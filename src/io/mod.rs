//! Mesh file loading.
//!
//! # Supported format
//! A line-oriented ASCII file made of optional sections, each introduced by
//! an exact-match marker line:
//!
//! ```text
//! $Nodes
//! 3
//! 1 0.0 0.0 0.0
//! 2 1.0 0.0 0.0
//! 3 0.0 1.0 0.0
//! $Elements
//! 1
//! 1 2 1 2 3
//! ```
//!
//! - Vertex records are `id x y z`.
//! - Element and surface records are `id type v1 .. vk`, or
//!   `id type ntags t1 .. tn v1 .. vk` with [`RecordLayout::GmshTagged`].
//!   `type` uses Gmsh element numbering (see [`CellType::from_tag`]).
//! - Lines outside sections (format headers, end markers, comments) are
//!   ignored, and sections may appear in any order.
//!
//! # Limitations
//! - Binary files are not supported.
//! - Higher-order elements are not supported.
//! - Only the first occurrence of each section marker is read.
//!
//! [`CellType::from_tag`]: crate::topology::cell_type::CellType::from_tag

pub mod scanner;
pub(crate) mod sections;

use crate::debug_invariants::DebugInvariants;
use crate::mesh::Mesh;
use crate::mesh_error::MeshError;
use crate::topology::cell::{Element, Surface};
use scanner::SectionScanner;
use sections::SectionRecord;
use std::fs::File;
use std::io::{BufReader, Read};
use std::path::Path;

/// Marker lines that open each section.
#[derive(Clone, Debug, PartialEq, Eq, serde::Serialize, serde::Deserialize)]
#[serde(default)]
pub struct SectionKeywords {
    pub vertices: String,
    pub elements: String,
    pub surfaces: String,
}

impl Default for SectionKeywords {
    fn default() -> Self {
        Self {
            vertices: "$Nodes".into(),
            elements: "$Elements".into(),
            surfaces: "$Surfaces".into(),
        }
    }
}

impl SectionKeywords {
    /// True if `line` (already trimmed) opens any section.
    pub fn is_marker(&self, line: &str) -> bool {
        line == self.vertices || line == self.elements || line == self.surfaces
    }
}

/// Field layout of element and surface records.
#[derive(Clone, Copy, Debug, Default, PartialEq, Eq, serde::Serialize, serde::Deserialize)]
pub enum RecordLayout {
    /// `id type v1 .. vk`
    #[default]
    Plain,
    /// `id type ntags t1 .. tn v1 .. vk`, as in Gmsh 2.2 `$Elements`.
    GmshTagged,
}

/// What to do when a vertex id appears more than once.
///
/// Under `Warn` and `Ignore` both vertices are stored and id lookup
/// resolves to the later one.
#[derive(Clone, Copy, Debug, Default, PartialEq, Eq, serde::Serialize, serde::Deserialize)]
pub enum DuplicateVertexHandling {
    #[default]
    Warn,
    Ignore,
    Error,
}

/// Options controlling [`MeshReader`].
#[derive(Clone, Debug, Default, PartialEq, Eq, serde::Serialize, serde::Deserialize)]
#[serde(default)]
pub struct LoadOptions {
    pub keywords: SectionKeywords,
    pub layout: RecordLayout,
    pub duplicate_vertices: DuplicateVertexHandling,
    /// Fail with `SectionNotFound` when the element section is absent.
    pub require_elements: bool,
    /// Fail with `SectionNotFound` when the surface section is absent.
    pub require_surfaces: bool,
}

/// Reader turning mesh file text into a [`Mesh`].
#[derive(Clone, Debug, Default)]
pub struct MeshReader {
    options: LoadOptions,
}

impl MeshReader {
    pub fn new(options: LoadOptions) -> Self {
        Self { options }
    }

    #[inline]
    pub fn options(&self) -> &LoadOptions {
        &self.options
    }

    /// Opens `path`, reads it fully and parses it. The file is closed
    /// before parsing starts.
    ///
    /// # Errors
    /// `FileNotFound` if the file cannot be opened; otherwise see
    /// [`read_str`](Self::read_str).
    pub fn read_path<P: AsRef<Path>>(&self, path: P) -> Result<Mesh, MeshError> {
        let path = path.as_ref();
        let file = File::open(path).map_err(|source| MeshError::FileNotFound {
            path: path.to_path_buf(),
            source,
        })?;
        log::debug!("Reading mesh file {}", path.display());
        self.read(BufReader::new(file))
    }

    /// Parses mesh data from a reader. Non-UTF-8 input fails with `Io`.
    pub fn read<R: Read>(&self, mut reader: R) -> Result<Mesh, MeshError> {
        let mut contents = String::new();
        reader.read_to_string(&mut contents)?;
        drop(reader);
        self.read_str(&contents)
    }

    /// Parses mesh text.
    ///
    /// The vertex section is read first and is mandatory. Element and
    /// surface sections follow, each located by a fresh scan from the top,
    /// and are optional unless the options say otherwise. Any failure
    /// aborts the whole load.
    pub fn read_str(&self, contents: &str) -> Result<Mesh, MeshError> {
        let keywords = &self.options.keywords;
        let mut mesh = Mesh::new();

        let mut scanner = SectionScanner::new(contents);
        let marker_line = scanner.locate(&keywords.vertices)?;
        let count = sections::read_vertices(&mut scanner, &mut mesh, &self.options)?;
        log::debug!(
            "Section `{}` at line {marker_line}: {count} vertices",
            keywords.vertices
        );

        self.read_cell_section::<Element>(
            contents,
            &keywords.elements,
            self.options.require_elements,
            &mut mesh,
        )?;
        self.read_cell_section::<Surface>(
            contents,
            &keywords.surfaces,
            self.options.require_surfaces,
            &mut mesh,
        )?;

        mesh.debug_assert_invariants();
        log::info!(
            "Loaded mesh: {} vertices, {} elements, {} surfaces",
            mesh.vertex_count(),
            mesh.element_count(),
            mesh.surface_count()
        );
        Ok(mesh)
    }

    fn read_cell_section<C: SectionRecord>(
        &self,
        contents: &str,
        keyword: &str,
        required: bool,
        mesh: &mut Mesh,
    ) -> Result<(), MeshError> {
        let mut scanner = SectionScanner::new(contents);
        let marker_line = match scanner.locate(keyword) {
            Ok(line) => line,
            Err(err @ MeshError::SectionNotFound { .. }) if required => return Err(err),
            Err(MeshError::SectionNotFound { .. }) => {
                log::debug!("Section `{keyword}` absent; no {}s", C::KIND);
                return Ok(());
            }
            Err(err) => return Err(err),
        };
        let count = sections::read_cells::<C>(&mut scanner, mesh, &self.options)?;
        log::debug!(
            "Section `{keyword}` at line {marker_line}: {count} {}s",
            C::KIND
        );
        Ok(())
    }
}

/// Loads a mesh file with default options.
///
/// The default layout is [`RecordLayout::Plain`]. Gmsh `.msh` files put
/// tag fields after the cell type, so read them through
/// [`load_with_options`] with [`RecordLayout::GmshTagged`].
///
/// # Example
/// ```no_run
/// # fn main() -> Result<(), readmesh::mesh_error::MeshError> {
/// use readmesh::io::{LoadOptions, RecordLayout};
/// use readmesh::topology::VertexId;
/// let mesh = readmesh::load("cube.mesh")?;
/// println!("{} vertices, {} elements", mesh.vertex_count(), mesh.element_count());
/// let corner = mesh.find_vertex(VertexId::new(1));
/// # let _ = corner;
///
/// let options = LoadOptions {
///     layout: RecordLayout::GmshTagged,
///     ..Default::default()
/// };
/// let gmsh = readmesh::load_with_options("cube.msh", options)?;
/// # let _ = gmsh;
/// # Ok(())
/// # }
/// ```
pub fn load<P: AsRef<Path>>(path: P) -> Result<Mesh, MeshError> {
    MeshReader::default().read_path(path)
}

/// Loads a mesh file with explicit options.
pub fn load_with_options<P: AsRef<Path>>(path: P, options: LoadOptions) -> Result<Mesh, MeshError> {
    MeshReader::new(options).read_path(path)
}

#[cfg(test)]
mod tests {
    use super::*;

    #[test]
    fn options_deserialize_with_defaults() {
        let options: LoadOptions =
            serde_json::from_str(r#"{"keywords":{"vertices":"*NODE"},"duplicate_vertices":"Error"}"#)
                .unwrap();
        assert_eq!(options.keywords.vertices, "*NODE");
        assert_eq!(options.keywords.elements, "$Elements");
        assert_eq!(options.duplicate_vertices, DuplicateVertexHandling::Error);
        assert_eq!(options.layout, RecordLayout::Plain);
        assert!(!options.require_elements);
    }

    #[test]
    fn marker_detection() {
        let kw = SectionKeywords::default();
        assert!(kw.is_marker("$Surfaces"));
        assert!(!kw.is_marker("$EndNodes"));
    }

    #[test]
    fn read_from_reader() {
        let text = "$Nodes\n1\n1 0 0 0\n";
        let mesh = MeshReader::default().read(text.as_bytes()).unwrap();
        assert_eq!(mesh.vertex_count(), 1);
    }

    #[test]
    fn invalid_utf8_is_io_error() {
        let bytes: &[u8] = &[b'$', 0xff, 0xfe, b'\n'];
        let err = MeshReader::default().read(bytes).unwrap_err();
        assert!(matches!(err, MeshError::Io(_)), "unexpected error: {err:?}");
    }
}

- - -

== Work task ==
Above are the records; please copy exactly their first line and each line after it through the line containing "pub fn is_marker(&self, line: &str)", and no line after that.

== Completed task ==
filename src/io/mod.rs
//! Mesh file loading.
//!
//! # Supported format
//! A line-oriented ASCII file made of optional sections, each introduced by
//! an exact-match marker line:
//!
//! ```text
//! $Nodes
//! 3
//! 1 0.0 0.0 0.0
//! 2 1.0 0.0 0.0
//! 3 0.0 1.0 0.0
//! $Elements
//! 1
//! 1 2 1 2 3
//! ```
//!
//! - Vertex records are `id x y z`.
//! - Element and surface records are `id type v1 .. vk`, or
//!   `id type ntags t1 .. tn v1 .. vk` with [`RecordLayout::GmshTagged`].
//!   `type` uses Gmsh element numbering (see [`CellType::from_tag`]).
//! - Lines outside sections (format headers, end markers, comments) are
//!   ignored, and sections may appear in any order.
//!
//! # Limitations
//! - Binary files are not supported.
//! - Higher-order elements are not supported.
//! - Only the first occurrence of each section marker is read.
//!
//! [`CellType::from_tag`]: crate::topology::cell_type::CellType::from_tag

pub mod scanner;
pub(crate) mod sections;

use crate::debug_invariants::DebugInvariants;
use crate::mesh::Mesh;
use crate::mesh_error::MeshError;
use crate::topology::cell::{Element, Surface};
use scanner::SectionScanner;
use sections::SectionRecord;
use std::fs::File;
use std::io::{BufReader, Read};
use std::path::Path;

/// Marker lines that open each section.
#[derive(Clone, Debug, PartialEq, Eq, serde::Serialize, serde::Deserialize)]
#[serde(default)]
pub struct SectionKeywords {
    pub vertices: String,
    pub elements: String,
    pub surfaces: String,
}

impl Default for SectionKeywords {
    fn default() -> Self {
        Self {
            vertices: "$Nodes".into(),
            elements: "$Elements".into(),
            surfaces: "$Surfaces".into(),
        }
    }
}

impl SectionKeywords {
    /// True if `line` (already trimmed) opens any section.
    pub fn is_marker(&self, line: &str) -> bool {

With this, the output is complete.